— Саша, а какого черта ты все время бурчишь? В Москве полно парней, которые бы отдали что угодно за шанс оказаться на лосиной охоте.
Саша проворчал:
— Эх! Да я всю жизнь в Москве трачу на преследование двуногих зверей, и когда отправляемся на короткую экскурсию за город, то что мы делаем? Преследуем четвероногих зверей!
Саша мало стрелял во время этой поездки. В первый день мы вообще никого не встретили, и посол, и Саша обморозили ноги настолько сильно, что вынуждены были на следующий день остаться дома.
На второй день загонщики обнаружили стадо лосей и погнали их к линии охотников, теперь состоявшей из меня и троих парней. Лоси, очевидно, не слишком высоко стоят в рейтинге по IQ среди животных. Кроме всего прочего, они плохо видят, не обладают нюхом и глухие к тому же, насколько я могу судить. Так или иначе, но крупный лось-самец внезапно появился из кустов напротив номера, где я стоял, и пошел прямо на меня. Это был конец сезона, и многие лоси уже сбросили рога — включая того быка, который приближался ко мне. Вначале я решил быть хорошим спортсменом и дать ему уйти, но вдруг до меня дошло, что если мы не убьем никакого лося, то в Кремле могут решить ликвидировать в области всех лосей, которые сбросили свои рога прежде, чем этого от них ожидали.

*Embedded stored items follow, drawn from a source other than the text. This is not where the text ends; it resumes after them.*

//! One-shot completion cell.
//!
//! A [`Promise`] is completed at most once. Consumers either block on
//! [`Promise::wait`], poll with [`Promise::try_get`], or register a listener
//! with [`Promise::on_complete`] and cancel it again with
//! [`Promise::cancel_listener`], the cancellable-get pair used by the
//! interruptible evaluation race.

use std::sync::{Condvar, Mutex};

/// Handle for a registered completion listener.
#[derive(Debug, Clone, Copy, PartialEq, Eq)]
pub struct ListenerId(u64);

type Listener<T> = Box<dyn FnOnce(T) + Send>;

struct PromiseInner<T> {
    /// The value, once completed.
    value: Option<T>,
    /// Listeners awaiting completion, with their cancellation handles.
    listeners: Vec<(ListenerId, Listener<T>)>,
    /// Source for listener handles.
    next_listener: u64,
}

/// A one-shot completion cell.
///
/// `complete` is idempotent: the first call wins and every registered
/// listener observes exactly that value.
pub struct Promise<T> {
    inner: Mutex<PromiseInner<T>>,
    filled: Condvar,
}

impl<T: Clone + Send + 'static> Promise<T> {
    /// Creates an empty promise.
    #[must_use]
    pub fn new() -> Self {
        Self {
            inner: Mutex::new(PromiseInner {
                value: None,
                listeners: Vec::new(),
                next_listener: 0,
            }),
            filled: Condvar::new(),
        }
    }

    /// Completes the promise.
    ///
    /// Returns true if this call won; false if the promise was already
    /// complete (the value is dropped in that case).
    pub fn complete(&self, value: T) -> bool {
        let listeners = {
            let mut inner = self.inner.lock().expect("lock poisoned");
            if inner.value.is_some() {
                return false;
            }
            inner.value = Some(value.clone());
            std::mem::take(&mut inner.listeners)
        };
        self.filled.notify_all();
        // Listeners run outside the lock so they may re-enter the promise.
        for (_, listener) in listeners {
            listener(value.clone());
        }
        true
    }

    /// Returns the value if the promise is complete.
    #[must_use]
    pub fn try_get(&self) -> Option<T> {
        self.inner.lock().expect("lock poisoned").value.clone()
    }

    /// Blocks until the promise completes and returns the value.
    #[must_use]
    pub fn wait(&self) -> T {
        let mut inner = self.inner.lock().expect("lock poisoned");
        loop {
            if let Some(value) = &inner.value {
                return value.clone();
            }
            inner = self.filled.wait(inner).expect("lock poisoned");
        }
    }

    /// Registers a listener invoked with the completion value.
    ///
    /// If the promise is already complete, the listener runs on the calling
    /// thread before this returns and `None` is returned (there is nothing
    /// left to cancel). Otherwise the returned id can be passed to
    /// [`Promise::cancel_listener`].
    pub fn on_complete(&self, listener: impl FnOnce(T) + Send + 'static) -> Option<ListenerId> {
        let ready = {
            let mut inner = self.inner.lock().expect("lock poisoned");
            match &inner.value {
                Some(value) => Some(value.clone()),
                None => {
                    let id = ListenerId(inner.next_listener);
                    inner.next_listener += 1;
                    inner.listeners.push((id, Box::new(listener)));
                    return Some(id);
                }
            }
        };
        if let Some(value) = ready {
            listener(value);
        }
        None
    }

    /// Removes a listener registered with [`Promise::on_complete`].
    ///
    /// Returns true if the listener was still pending.
    pub fn cancel_listener(&self, id: ListenerId) -> bool {
        let mut inner = self.inner.lock().expect("lock poisoned");
        let before = inner.listeners.len();
        inner.listeners.retain(|(lid, _)| *lid != id);
        inner.listeners.len() != before
    }
}

impl<T: Clone + Send + 'static> Default for Promise<T> {
    fn default() -> Self {
        Self::new()
    }
}

impl<T> std::fmt::Debug for Promise<T> {
    fn fmt(&self, f: &mut std::fmt::Formatter<'_>) -> std::fmt::Result {
        let complete = self
            .inner
            .lock()
            .map(|inner| inner.value.is_some())
            .unwrap_or(false);
        f.debug_struct("Promise").field("complete", &complete).finish()
    }
}

#[cfg(test)]
mod tests {
    use super::*;
    use std::sync::atomic::{AtomicU32, Ordering};
    use std::sync::Arc;

    #[test]
    fn first_complete_wins() {
        let promise = Promise::new();
        assert!(promise.complete(1));
        assert!(!promise.complete(2));
        assert_eq!(promise.try_get(), Some(1));
    }

    #[test]
    fn wait_returns_completed_value() {
        let promise = Arc::new(Promise::new());
        let waiter = {
            let promise = promise.clone();
            std::thread::spawn(move || promise.wait())
        };
        promise.complete(42);
        assert_eq!(waiter.join().expect("waiter panicked"), 42);
    }

    #[test]
    fn listener_fires_once_on_complete() {
        let promise = Promise::new();
        let hits = Arc::new(AtomicU32::new(0));
        let hits2 = hits.clone();
        let id = promise.on_complete(move |v: u32| {
            hits2.fetch_add(v, Ordering::SeqCst);
        });
        assert!(id.is_some());
        promise.complete(5);
        promise.complete(9);
        assert_eq!(hits.load(Ordering::SeqCst), 5);
    }

    #[test]
    fn listener_on_completed_promise_runs_inline() {
        let promise = Promise::new();
        promise.complete(3);
        let hits = Arc::new(AtomicU32::new(0));
        let hits2 = hits.clone();
        let id = promise.on_complete(move |v: u32| {
            hits2.fetch_add(v, Ordering::SeqCst);
        });
        assert!(id.is_none());
        assert_eq!(hits.load(Ordering::SeqCst), 3);
    }

    #[test]
    fn cancelled_listener_never_fires() {
        let promise = Promise::new();
        let hits = Arc::new(AtomicU32::new(0));
        let hits2 = hits.clone();
        let id = promise
            .on_complete(move |_: u32| {
                hits2.fetch_add(1, Ordering::SeqCst);
            })
            .expect("pending listener");
        assert!(promise.cancel_listener(id));
        assert!(!promise.cancel_listener(id));
        promise.complete(1);
        assert_eq!(hits.load(Ordering::SeqCst), 0);
    }
}
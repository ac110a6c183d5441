//! Synchronization primitives consumed by the scope runtime.
//!
//! # Primitives
//!
//! - [`Promise`]: one-shot completion cell with cancellable listeners,
//!   used to deliver an interrupt cause into racing evaluations.

mod promise;

pub use promise::{ListenerId, Promise};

Пока я прокручивал эту проблему в своей голове, слепоглухонемой бык продолжал двигаться ко мне. Он выглядел таким большим и устрашающим, но все-таки меня посетила мысль, что если я вернусь в Москву с пустыми руками, но помятым и окровавленным, а единственным моим объяснением станет уверение, что по мне промчался лось, то выглядеть я буду довольно глупо. К этому моменту несчастный зверь был уже в пятнадцати футах от меня и невозмутимо шел вперед. И я поднял мое ружье и выстрелил. Когда он рухнул, его передняя нога попала в снежный окопчик, в котором я стоял.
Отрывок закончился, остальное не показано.